This post was orginally published on Howell’s blog, From Law to Grace.
Yes Man: a person who agrees with everything that is said; especially: one who endorses or supports without criticism every opinion or proposal of an associate or superior (Merriam-Webster Dictionary)
Throughout recorded history, we have always had “yes men” (and women too), those people who simply refused to ask any questions — much less the hard questions — of those in leadership. Given our human nature, that is completely understandable. After all, who wants to be seen as “difficult” or “divisive?” Those who dare to ask any questions often find themselves not only with less benefits, but also on the outside looking in. Not an enviable position to be in, to be sure.
Perhaps because of my legal background but, more likely because of my personal upbringing, I have never been accused of being a “yes man.” My dad, who served on the town council and as mayor of my hometown, Lake Placid, FL, always distrusted “yes men.” He saw his fair share in the political arena, but, unfortunately, he also ran across a good number of “yes men” within the church. These “yes men,” whether or not they held formal positions of power within the church, were good at protecting the pastor from the slightest criticism or questioning. No one in leadership, even pastors, likes to be criticized. However, when we surround ourselves with “yes men,” we often end up making unwise decisions because we did not allow the hard questions to be asked, which in hindsight, might have saved us much grief and heartache.
There will always be a long line of “yes men” who will gladly agree with and never question the opinions, beliefs, and even actions of their leaders. That is simply a reality. However, every leader — from pastors of churches of all sizes to CEOs of Corporations to Presidents of SBC Entities — can either encourage or discourage the “yes men” mentality. Unfortunately, our culture, including the culture within the Southern Baptist Convention, seems to be encouraging, rather than discouraging, “yes men.” Why should this be the case, particularly within a religious organization of churches such as the SBC?

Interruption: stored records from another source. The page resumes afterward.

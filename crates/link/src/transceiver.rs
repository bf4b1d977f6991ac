//! Shared send/receive pipeline used by both protocol roles

use std::collections::HashMap;
use std::time::Duration;

use arqsim_core::{codec, FaultFlags, Frame};
use log::{debug, error, trace, warn};
use rand::rngs::StdRng;

use crate::impairment;
use crate::scheduler::{Host, NodeEvent, SimTime};
use crate::LinkParams;

/// How long before the end of serialization the pre-serialize hook runs.
const PRE_SERIALIZE_LEAD: Duration = Duration::from_millis(500);

#[derive(Debug, Clone, Copy, PartialEq, Eq, Hash, PartialOrd, Ord)]
pub struct TransmissionId(u64);

#[derive(Debug, Clone, Copy, PartialEq, Eq)]
pub enum PipelineStage {
    BeforeSerialize,
    AfterSerialize,
    DuplicateSent,
}

/// Context of one send attempt, alive until its pipeline completes.
#[derive(Debug, Clone)]
pub struct Transmission {
    pub frame: Frame,
    /// Window slot the frame was built from; `None` for ACK/NACK.
    pub slot: Option<usize>,
    /// Faults in force when the send was issued.
    pub faults: FaultFlags,
    pub injected_bit: Option<usize>,
    pub duplicate_ordinal: u8,
    pub reply_lost: bool,
}

impl Transmission {
    pub fn data(frame: Frame, slot: usize, faults: FaultFlags) -> Self {
        Self {
            frame,
            slot: Some(slot),
            faults,
            injected_bit: None,
            duplicate_ordinal: u8::from(faults.duplication),
            reply_lost: false,
        }
    }

    pub fn reply(frame: Frame, lost: bool) -> Self {
        Self {
            frame,
            slot: None,
            faults: FaultFlags::NONE,
            injected_bit: None,
            duplicate_ordinal: 0,
            reply_lost: lost,
        }
    }

    pub fn is_lost(&self) -> bool {
        self.faults.loss || self.reply_lost
    }

    /// Ordinal for the next sent-log entry of this transmission.
    pub fn take_duplicate_ordinal(&mut self) -> u8 {
        let ordinal = self.duplicate_ordinal;
        self.duplicate_ordinal = ordinal.saturating_add(1);
        ordinal
    }
}

/// Role-specific steps of the send pipeline.
pub trait TransmissionHooks {
    fn before_serialize(&mut self, _host: &mut dyn Host, _tx: &mut Transmission) {}

    /// Runs once serialization is done, before the channel decides delivery.
    fn after_serialize(&mut self, host: &mut dyn Host, tx: &mut Transmission);

    fn duplicate_sent(&mut self, _host: &mut dyn Host, _tx: &mut Transmission) {}
}

pub struct Transceiver {
    params: LinkParams,
    rng: StdRng,
    next_available: SimTime,
    next_id: u64,
    in_flight: HashMap<TransmissionId, Transmission>,
}

impl Transceiver {
    pub fn new(params: LinkParams, rng: StdRng) -> Self {
        Self {
            params,
            rng,
            next_available: SimTime::ZERO,
            next_id: 0,
            in_flight: HashMap::new(),
        }
    }

    pub fn params(&self) -> &LinkParams {
        &self.params
    }

    /// Draws whether the next ACK/NACK is dropped by the channel.
    pub fn roll_reply_loss(&mut self) -> bool {
        impairment::reply_lost(&self.params, &mut self.rng)
    }

    /// Transmissions whose pipeline has not completed yet.
    pub fn in_flight(&self) -> usize {
        self.in_flight.len()
    }

    /// Frames DATA payloads, applies modification and queues the frame
    /// behind earlier sends from this transceiver.
    pub fn send(&mut self, host: &mut dyn Host, mut tx: Transmission) -> TransmissionId {
        if tx.frame.is_data() {
            let mut encoded = codec::encode(&tx.frame.payload);
            debug!(
                "Node {} sending seq {} with faults {}",
                host.node_id(),
                tx.frame.seq_num,
                tx.faults
            );

            if tx.faults.modification {
                if let Some(corruption) = impairment::corrupt(&encoded, &mut self.rng) {
                    debug!(
                        "Node {} modified bit {} of seq {}",
                        host.node_id(),
                        corruption.bit_index,
                        tx.frame.seq_num
                    );
                    tx.injected_bit = Some(corruption.bit_index);
                    encoded = corruption.payload;
                }
            }

            tx.frame.parity = Some(codec::checksum(&encoded));
            tx.frame.payload = encoded;
        }

        let delay = self.reserve_slot(host.now());
        let id = TransmissionId(self.next_id);
        self.next_id += 1;

        host.schedule_after(
            delay.saturating_sub(PRE_SERIALIZE_LEAD),
            NodeEvent::Pipeline {
                stage: PipelineStage::BeforeSerialize,
                id,
            },
        );
        host.schedule_after(
            delay,
            NodeEvent::Pipeline {
                stage: PipelineStage::AfterSerialize,
                id,
            },
        );
        trace!(
            "Node {} queued {} seq {} for serialization in {:?}",
            host.node_id(),
            tx.frame.kind,
            tx.frame.seq_num,
            delay
        );

        self.in_flight.insert(id, tx);
        id
    }

    /// Claims the next processing slot and returns the wait until it ends.
    fn reserve_slot(&mut self, now: SimTime) -> Duration {
        if self.next_available <= now {
            self.next_available = now;
        }
        self.next_available += self.params.processing_time;
        self.next_available - now
    }

    pub fn advance<H: TransmissionHooks + ?Sized>(
        &mut self,
        host: &mut dyn Host,
        stage: PipelineStage,
        id: TransmissionId,
        hooks: &mut H,
    ) {
        match stage {
            PipelineStage::BeforeSerialize => {
                if let Some(tx) = self.in_flight.get_mut(&id) {
                    hooks.before_serialize(host, tx);
                }
            }
            PipelineStage::AfterSerialize => self.dispatch(host, id, hooks),
            PipelineStage::DuplicateSent => {
                if let Some(mut tx) = self.in_flight.remove(&id) {
                    hooks.duplicate_sent(host, &mut tx);
                }
            }
        }
    }

    fn dispatch<H: TransmissionHooks + ?Sized>(
        &mut self,
        host: &mut dyn Host,
        id: TransmissionId,
        hooks: &mut H,
    ) {
        let Some(mut tx) = self.in_flight.remove(&id) else {
            warn!("Node {} has no transmission {:?} to dispatch", host.node_id(), id);
            return;
        };

        hooks.after_serialize(host, &mut tx);

        if tx.is_lost() {
            debug!("Node {} lost {} seq {}", host.node_id(), tx.frame.kind, tx.frame.seq_num);
            return;
        }

        let wire = match tx.frame.to_bytes() {
            Ok(wire) => wire,
            Err(e) => {
                error!("Node {} failed to serialize frame: {}", host.node_id(), e);
                return;
            }
        };

        let plan = impairment::plan(&self.params, &tx.faults);
        debug!(
            "Node {} dispatching {} seq {} with channel delay {:?}",
            host.node_id(),
            tx.frame.kind,
            tx.frame.seq_num,
            plan.delay
        );

        match plan.duplicate_after {
            Some(duplicate_after) => {
                host.transmit_after(plan.delay, wire.clone());
                host.transmit_after(duplicate_after, wire);
                host.schedule_after(
                    self.params.duplication_delay,
                    NodeEvent::Pipeline {
                        stage: PipelineStage::DuplicateSent,
                        id,
                    },
                );
                self.in_flight.insert(id, tx);
            }
            None => host.transmit_after(plan.delay, wire),
        }
    }

    /// Checks parity over the still-encoded payload, then decodes DATA in
    /// place. Returns whether corruption was detected.
    pub fn receive(&self, frame: &mut Frame) -> bool {
        let corrupted = frame
            .parity
            .is_some_and(|parity| parity != codec::checksum(&frame.payload));
        if frame.is_data() {
            frame.payload = codec::decode(&frame.payload);
        }
        corrupted
    }
}
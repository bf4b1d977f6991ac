//! core data types for the ARQ link simulator: byte-stuffing codec, parity,
//! wire frames and scripted messages

pub mod codec;
pub mod frame;
pub mod message;
pub mod types;

pub use frame::{Frame, FrameError, FrameKind};
pub use message::{parse_messages, FaultFlags, Message, MessageParseError};
pub use types::{MessageId, NodeId, SeqNum};
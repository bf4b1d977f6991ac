//! sliding-window ARQ link simulator

use std::env;
use std::path::PathBuf;

use anyhow::{bail, Context, Result};
use arqsim_link::FileAuditLog;
use arqsim_sim::config::{self, OUTPUT_FILE};
use arqsim_sim::{scenarios, RunSummary};
use colored::Colorize;

const DEMO_SEED: u64 = 1;

#[tokio::main]
async fn main() -> Result<()> {
    env_logger::init();

    let args: Vec<String> = env::args().collect();
    if args.len() < 2 {
        print_usage();
        return Ok(());
    }

    match args[1].as_str() {
        "-h" | "--help" => print_usage(),
        "--demo" => run_demo().await?,
        dir => {
            let out = match args.get(2).map(String::as_str) {
                Some("--out") => match args.get(3) {
                    Some(path) => Some(PathBuf::from(path)),
                    None => bail!("--out requires a file path"),
                },
                Some(other) => bail!("unknown option: {other}"),
                None => None,
            };
            run_scenario(PathBuf::from(dir), out).await?;
        }
    }

    Ok(())
}

fn print_usage() {
    println!(
        r#"arq_sim - sliding-window ARQ link simulator

USAGE:
    arq_sim <SCENARIO_DIR> [--out <FILE>]
    arq_sim --demo

The scenario directory holds params.toml, coordinator.txt and
input0.txt/input1.txt. The audit log defaults to <SCENARIO_DIR>/output.txt.
Set RUST_LOG=debug for protocol tracing."#
    );
}

async fn run_scenario(dir: PathBuf, out: Option<PathBuf>) -> Result<()> {
    let setup = config::load(&dir)
        .await
        .with_context(|| format!("loading scenario {}", dir.display()))?;
    let out = out.unwrap_or_else(|| dir.join(OUTPUT_FILE));
    let log = FileAuditLog::create(&out)
        .with_context(|| format!("creating audit log {}", out.display()))?;

    let name = dir.display().to_string();
    let summary = tokio::task::spawn_blocking(move || -> Result<RunSummary> {
        let (sim, report) = setup.run(log)?;
        Ok(RunSummary::collect(name, &sim, report))
    })
    .await??;

    print_summary(&summary);
    println!("Audit log written to {}", out.display());
    Ok(())
}

async fn run_demo() -> Result<()> {
    println!("{}", "ARQ Link Simulation".bright_blue().bold());
    println!("{}", "===================".bright_blue());

    let demo = scenarios::demo_scenarios();
    for scenario in &demo {
        println!("{} {}", scenario.name.bright_green(), scenario.description);
    }
    println!();

    let summaries = scenarios::run_all(demo, DEMO_SEED).await?;
    for summary in &summaries {
        print_summary(summary);
        println!("{}", "-".repeat(50));
    }

    let complete = summaries.iter().filter(|s| s.is_complete()).count();
    println!(
        "{}",
        format!("{complete}/{} runs completed", summaries.len())
            .bright_green()
            .bold()
    );
    Ok(())
}

fn print_summary(summary: &RunSummary) {
    println!("{}", format!(">>> {}", summary.name).bright_yellow().bold());

    let report = &summary.report;
    match report.finished_at {
        Some(at) => println!(
            "{} at {:.2}s after {} events",
            "Completed".green(),
            at.as_secs_f64(),
            report.events
        ),
        None => println!(
            "{} at {:.2}s after {} events",
            "Not completed".red(),
            report.ended_at.as_secs_f64(),
            report.events
        ),
    }

    if let Some(sender) = summary.sender {
        println!(
            "Sender: {} frames, {} retransmissions, {} timeouts, {} ACKs, {} NACKs",
            sender.transmissions, sender.retransmissions, sender.timeouts, sender.acks, sender.nacks
        );
    }
    if let Some(receiver) = summary.receiver {
        println!(
            "Receiver: {} frames, {} accepted, {} corrupted, {} ACKs, {} NACKs",
            receiver.frames, receiver.accepted, receiver.corrupted, receiver.acks, receiver.nacks
        );
    }
    println!("Delivered: {}", summary.delivered.join(" "));
}
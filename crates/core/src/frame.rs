use std::fmt;

use bincode::error::{DecodeError, EncodeError};
use serde::{Deserialize, Serialize};
use thiserror::Error;

use crate::types::SeqNum;

#[derive(Debug, Error)]
pub enum FrameError {
    #[error("failed to encode frame: {0}")]
    Encode(#[from] EncodeError),

    #[error("failed to decode frame: {0}")]
    Decode(#[from] DecodeError),

    #[error("{0} trailing bytes after frame")]
    TrailingBytes(usize),
}

#[derive(Debug, Clone, Copy, PartialEq, Eq, Hash, Serialize, Deserialize)]
pub enum FrameKind {
    Nack,
    Ack,
    Data,
}

impl fmt::Display for FrameKind {
    fn fmt(&self, f: &mut fmt::Formatter<'_>) -> fmt::Result {
        let name = match self {
            FrameKind::Nack => "NACK",
            FrameKind::Ack => "ACK",
            FrameKind::Data => "DATA",
        };
        f.write_str(name)
    }
}

/// A link-layer frame as it travels over the simulated wire.
///
/// `ack_num` carries the sender's slot index for DATA frames and echoes it
/// back on ACK/NACK. `parity` is only present on DATA frames, where it covers
/// the encoded payload.
#[derive(Debug, Clone, PartialEq, Eq, Serialize, Deserialize)]
pub struct Frame {
    pub kind: FrameKind,
    pub seq_num: SeqNum,
    pub ack_num: u32,
    pub payload: Vec<u8>,
    pub parity: Option<u8>,
}

impl Frame {
    pub fn data(seq_num: SeqNum, ack_num: u32, payload: Vec<u8>) -> Self {
        Self {
            kind: FrameKind::Data,
            seq_num,
            ack_num,
            payload,
            parity: None,
        }
    }

    /// ACK or NACK answering a DATA frame.
    pub fn reply(kind: FrameKind, seq_num: SeqNum, ack_num: u32) -> Self {
        Self {
            kind,
            seq_num,
            ack_num,
            payload: Vec::new(),
            parity: None,
        }
    }

    pub fn is_data(&self) -> bool {
        self.kind == FrameKind::Data
    }

    pub fn to_bytes(&self) -> Result<Vec<u8>, FrameError> {
        Ok(bincode::serde::encode_to_vec(self, bincode::config::standard())?)
    }

    pub fn from_bytes(bytes: &[u8]) -> Result<Self, FrameError> {
        let (frame, read): (Frame, usize) =
            bincode::serde::decode_from_slice(bytes, bincode::config::standard())?;
        if read != bytes.len() {
            return Err(FrameError::TrailingBytes(bytes.len() - read));
        }
        Ok(frame)
    }
}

Could the answer to that question lie somewhere in the fact that the Southern Baptist Convention has morphed from a servant-leader model of ministry to a CEO-leader model of ministry? And, when I say CEO, I’m not talking “Chief Encouragement Officer.” It seems that more and more pastors — regardless of the actual size of their congregations — are “running” their churches more like a business than the body of Christ. These leaders surround themselves with “yes men” and even a few “yes women.” If you want to stay in the inner circle, you give unquestioning loyalty to the pastor. (I’ve even known of a few churches who require some sort of written
loyalty oath pledge of allegiance to pastoral authority in order to be eligible to serve in any position within the church.) If and when you begin to question, your time on the inside (and perhaps even the church — see here) will quickly come to an end.
What’s wrong with this picture? Quite simply, our unquestioning loyalty should be to Jesus Christ and to the protection and safeguarding of His church, not to a particular person, not even the pastor. Scripture is clear that we should submit to our leaders and should not bring any “accusation” against the pastors/elders without at least two or three witnesses. However, we cannot misuse and contort that Biblical principle to mean that any questions — even hard questions — are off-limits. Leaders, particularly in the GCR-era of “transparency” (the real kind as opposed to what has been practiced by the SBC establishment — here, here, and here), should not hide from questions, but rather should welcome a wide latitude of questions. After all, leaders who have nothing to hide should not only practice transparency, but should live above reproach.
These same principles should apply to the entities of the Southern Baptist Convention. The Trustees of each of our entities should not serve out of unquestioning loyalty to the Presidents of these institutions, but rather should serve with unquestioning loyalty to Jesus Christ and to the protection and safeguarding of the churches of the Southern Baptist Convention. The title “Trustee” carries with it a sacred obligation to serve the interests of the churches of the Convention, not the interests of the President of a particular entity, be it the oldest seminary or the youngest seminary. In fact, Trustees are nominated with this very principle in mind:
“The (Nominating) committee shall recognize the principle that the persons it recommends shall represent the constituency of the Convention, rather than the staff of the entity.” (SBC ByLaws, Section 15E)
Our Trustees would do well to remember that their constituency is the churches that comprise the Southern Baptist Convention. Churches of all sizes. Churches with celebrity pastors and churches with pastors that no one really knows. Churches that send ten messengers to the Annual Convention and churches who don’t send any messengers to the Annual Convention. Traditional churches and contemporary churches. Older churches and new church plants.
There was a time in the history of the Southern Baptist Convention when the Trustees of the various entities ignored the will of the majority of churches. Instead of representing the majority constituency, these Trustees, particularly at our seminaries, acted on behalf of an elite minority of the churches. When this abuse of power continued unabated, the Conservative Resurgence was born and accountability was eventually restored via the grassroots churches of the Convention. If the SBC’s leaders — and their “yes men” enablers — continue to act on behalf of an elite minority, don’t be surprised when a second Conservative Resurgence (and the GCR wasn’t it) — led by grassroots pastors and lay folk — emerges to restore accountability to the entities that are supposed to SERVE the churches of the SBC!